Given entries:
○ ○ ○
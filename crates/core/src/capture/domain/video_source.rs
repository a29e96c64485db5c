use std::path::Path;
use std::sync::Arc;
use std::time::Instant;

use crate::capture::domain::capture_error::{CaptureError, ProbeError};
use crate::capture::domain::capture_source::{CaptureSource, SourceKind};
use crate::capture::domain::frame_decoder::{FrameDecoder, FrameStream};
use crate::capture::domain::read_metrics::{record_since, ReadMetrics};
use crate::shared::frame::Frame;

/// A seekable video file.
///
/// Emits at most `read_length_limit` frames per pass, starting at
/// `initial_frame_index`. Looping seeks back to that frame. A failed
/// decode never raises: it surfaces as `Ok(None)` and still counts
/// toward the pass.
pub struct VideoSource {
    stream: Box<dyn FrameStream>,
    emitted: usize,
    initial_frame_index: usize,
    read_length_limit: usize,
    looping: bool,
    metrics: Arc<dyn ReadMetrics>,
}

impl VideoSource {
    pub fn open(
        path: &Path,
        looping: bool,
        initial_frame_index: usize,
        read_length_limit: usize,
        decoder: &dyn FrameDecoder,
        metrics: Arc<dyn ReadMetrics>,
    ) -> Result<Self, ProbeError> {
        let mut stream = decoder.open_video(path).ok_or_else(|| {
            ProbeError::invalid_input(format!("Can't open the video from {}", path.display()))
        })?;
        if !stream.seek(initial_frame_index) {
            return Err(ProbeError::open_error(format!(
                "Can't set frame {initial_frame_index} to begin {} with",
                path.display()
            )));
        }
        log::debug!(
            "VideoSource: opened {} at frame {initial_frame_index} ({:.2} fps)",
            path.display(),
            stream.fps()
        );

        Ok(Self {
            stream,
            emitted: 0,
            initial_frame_index,
            read_length_limit,
            looping,
            metrics,
        })
    }

    /// Seeks to the start of the pass and reads its first frame.
    fn restart_pass(&mut self) -> Option<Option<Frame>> {
        if !(self.looping && self.stream.seek(self.initial_frame_index)) {
            return None;
        }
        self.emitted = 1;
        Some(self.stream.read())
    }
}

impl CaptureSource for VideoSource {
    fn read(&mut self) -> Result<Option<Frame>, CaptureError> {
        let start = Instant::now();

        let frame = if self.emitted >= self.read_length_limit {
            self.restart_pass().flatten()
        } else {
            match self.stream.read() {
                Some(frame) => {
                    self.emitted += 1;
                    Some(frame)
                }
                None => match self.restart_pass() {
                    Some(frame) => frame,
                    None => {
                        self.emitted += 1;
                        None
                    }
                },
            }
        };

        if frame.is_some() {
            record_since(self.metrics.as_ref(), start);
        }
        Ok(frame)
    }

    fn frame_rate(&self) -> f64 {
        self.stream.fps()
    }

    fn kind(&self) -> SourceKind {
        SourceKind::Video
    }
}

#[cfg(test)]
mod tests {
    use super::*;
    use crate::capture::domain::read_metrics::NullReadMetrics;
    use crate::capture::test_support::{solid_frames, CountingMetrics, FakeDecoder, ScriptedStream};
    use approx::assert_relative_eq;

    const PATH: &str = "/videos/clip.mp4";

    fn open_with(
        stream: ScriptedStream,
        looping: bool,
        initial: usize,
        limit: usize,
    ) -> Result<VideoSource, ProbeError> {
        let decoder = FakeDecoder::default().with_video(PATH, stream);
        VideoSource::open(
            Path::new(PATH),
            looping,
            initial,
            limit,
            &decoder,
            Arc::new(NullReadMetrics),
        )
    }

    fn indices(source: &mut VideoSource, reads: usize) -> Vec<Option<usize>> {
        (0..reads)
            .map(|_| source.read().unwrap().map(|f| f.index()))
            .collect()
    }

    #[test]
    fn test_reads_from_initial_frame_to_end() {
        let stream = ScriptedStream::new(solid_frames(5), 25.0);
        let mut source = open_with(stream, false, 2, usize::MAX).unwrap();
        assert_eq!(indices(&mut source, 4), vec![Some(2), Some(3), Some(4), None]);
    }

    #[test]
    fn test_limit_stops_non_looping() {
        let stream = ScriptedStream::new(solid_frames(5), 25.0);
        let mut source = open_with(stream, false, 0, 2).unwrap();
        assert_eq!(indices(&mut source, 3), vec![Some(0), Some(1), None]);
    }

    #[test]
    fn test_limit_restarts_looping() {
        let stream = ScriptedStream::new(solid_frames(5), 25.0);
        let mut source = open_with(stream, true, 1, 2).unwrap();
        assert_eq!(
            indices(&mut source, 5),
            vec![Some(1), Some(2), Some(1), Some(2), Some(1)]
        );
    }

    #[test]
    fn test_end_of_stream_restarts_looping() {
        let stream = ScriptedStream::new(solid_frames(3), 25.0);
        let mut source = open_with(stream, true, 0, usize::MAX).unwrap();
        assert_eq!(
            indices(&mut source, 5),
            vec![Some(0), Some(1), Some(2), Some(0), Some(1)]
        );
    }

    #[test]
    fn test_failed_read_counts_toward_pass() {
        // Two frames, limit three: the empty third read is counted, so the
        // fourth read finds the limit reached and stays empty.
        let stream = ScriptedStream::new(solid_frames(2), 25.0);
        let mut source = open_with(stream, false, 0, 3).unwrap();
        assert_eq!(indices(&mut source, 2), vec![Some(0), Some(1)]);
        assert!(source.read().unwrap().is_none());
        assert_eq!(source.emitted, 3);
        assert!(source.read().unwrap().is_none());
        assert_eq!(source.emitted, 3);
    }

    #[test]
    fn test_looping_with_refused_seek_yields_none() {
        let stream = ScriptedStream::new(solid_frames(2), 25.0);
        let seeks = stream.seeks();
        let mut source = open_with(stream, false, 0, usize::MAX).unwrap();
        source.looping = true;
        source.read().unwrap();
        source.read().unwrap();

        // Swap in a stream that refuses every seek.
        source.stream = Box::new(ScriptedStream::new(Vec::new(), 25.0).refusing_seek());
        assert!(source.read().unwrap().is_none());
        assert_eq!(*seeks.lock().unwrap(), vec![0]);
    }

    #[test]
    fn test_seek_rejected_is_open_error() {
        let stream = ScriptedStream::new(solid_frames(2), 25.0).refusing_seek();
        let err = open_with(stream, false, 0, 1).err().unwrap();
        assert!(err.is_open_error());
    }

    #[test]
    fn test_unopenable_is_invalid_input() {
        let decoder = FakeDecoder::default();
        let err = VideoSource::open(
            Path::new("/videos/missing.mp4"),
            false,
            0,
            1,
            &decoder,
            Arc::new(NullReadMetrics),
        )
        .err()
        .unwrap();
        assert!(matches!(err, ProbeError::InvalidInput(_)));
    }

    #[test]
    fn test_frame_rate_passes_through() {
        let source = open_with(ScriptedStream::new(solid_frames(1), 0.0), false, 0, 1).unwrap();
        assert_relative_eq!(source.frame_rate(), 0.0);
        assert_eq!(source.kind(), SourceKind::Video);

        let source = open_with(ScriptedStream::new(solid_frames(1), 29.97), false, 0, 1).unwrap();
        assert_relative_eq!(source.frame_rate(), 29.97);
    }

    #[test]
    fn test_metrics_skip_empty_reads() {
        let decoder =
            FakeDecoder::default().with_video(PATH, ScriptedStream::new(solid_frames(2), 25.0));
        let metrics = Arc::new(CountingMetrics::default());
        let mut source =
            VideoSource::open(Path::new(PATH), false, 0, usize::MAX, &decoder, metrics.clone())
                .unwrap();
        while source.read().unwrap().is_some() {}
        assert_eq!(metrics.reads(), 2);
    }
}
○ ○ ○
What the task requires: Count the lines in the listing above that contain the string "FrameStream", and give only the count.

Task answer: 2